[Dataset entries]
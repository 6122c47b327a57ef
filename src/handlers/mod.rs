//! Protocol handlers: one bind/dispatch/unbind triad per interface.
//!
//! Handlers are thin shells. Each request is translated into exactly one
//! facade entry; each resource destruction removes the resource from the
//! cache. Surface-carrying resources keep their [`SurfaceId`] as user data,
//! regions their [`RegionId`], selection resources the transfer they belong
//! to.
//!
//! [`SurfaceId`]: crate::utils::SurfaceId
//! [`RegionId`]: crate::utils::RegionId

mod compositor;
pub(crate) mod data_device;
mod output;
mod screenshooter;
mod seat;
mod shell;
mod subcompositor;
mod xdg_shell;

use wayland_server::backend::{ClientId, DisconnectReason};

use crate::context::Context;

/// The protocol-thread dispatch state: every `Dispatch`/`GlobalDispatch`
/// implementation in the crate targets this type.
#[derive(Debug)]
pub(crate) struct Dispatcher {
    pub(crate) ctx: Context,
}

impl Dispatcher {
    pub(crate) fn new(ctx: Context) -> Self {
        Dispatcher { ctx }
    }
}

/// Per-client data attached when a connection is accepted. Resource
/// cleanup happens in the `destroyed` hooks, so nothing is needed here.
#[derive(Debug)]
pub(crate) struct ClientState;

impl wayland_server::backend::ClientData for ClientState {
    fn initialized(&self, _client_id: ClientId) {}
    fn disconnected(&self, _client_id: ClientId, _reason: DisconnectReason) {}
}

▶ The task: Each of the records is to be written out again exactly.

▶ Solution for this exercise:
repository 6122c47b327a57ef
filename src/handlers/mod.rs
//! Protocol handlers: one bind/dispatch/unbind triad per interface.
//!
//! Handlers are thin shells. Each request is translated into exactly one
//! facade entry; each resource destruction removes the resource from the
//! cache. Surface-carrying resources keep their [`SurfaceId`] as user data,
//! regions their [`RegionId`], selection resources the transfer they belong
//! to.
//!
//! [`SurfaceId`]: crate::utils::SurfaceId
//! [`RegionId`]: crate::utils::RegionId

mod compositor;
pub(crate) mod data_device;
mod output;
mod screenshooter;
mod seat;
mod shell;
mod subcompositor;
mod xdg_shell;

use wayland_server::backend::{ClientId, DisconnectReason};

use crate::context::Context;

/// The protocol-thread dispatch state: every `Dispatch`/`GlobalDispatch`
/// implementation in the crate targets this type.
#[derive(Debug)]
pub(crate) struct Dispatcher {
    pub(crate) ctx: Context,
}

impl Dispatcher {
    pub(crate) fn new(ctx: Context) -> Self {
        Dispatcher { ctx }
    }
}

/// Per-client data attached when a connection is accepted. Resource
/// cleanup happens in the `destroyed` hooks, so nothing is needed here.
#[derive(Debug)]
pub(crate) struct ClientState;

impl wayland_server::backend::ClientData for ClientState {
    fn initialized(&self, _client_id: ClientId) {}
    fn disconnected(&self, _client_id: ClientId, _reason: DisconnectReason) {}
}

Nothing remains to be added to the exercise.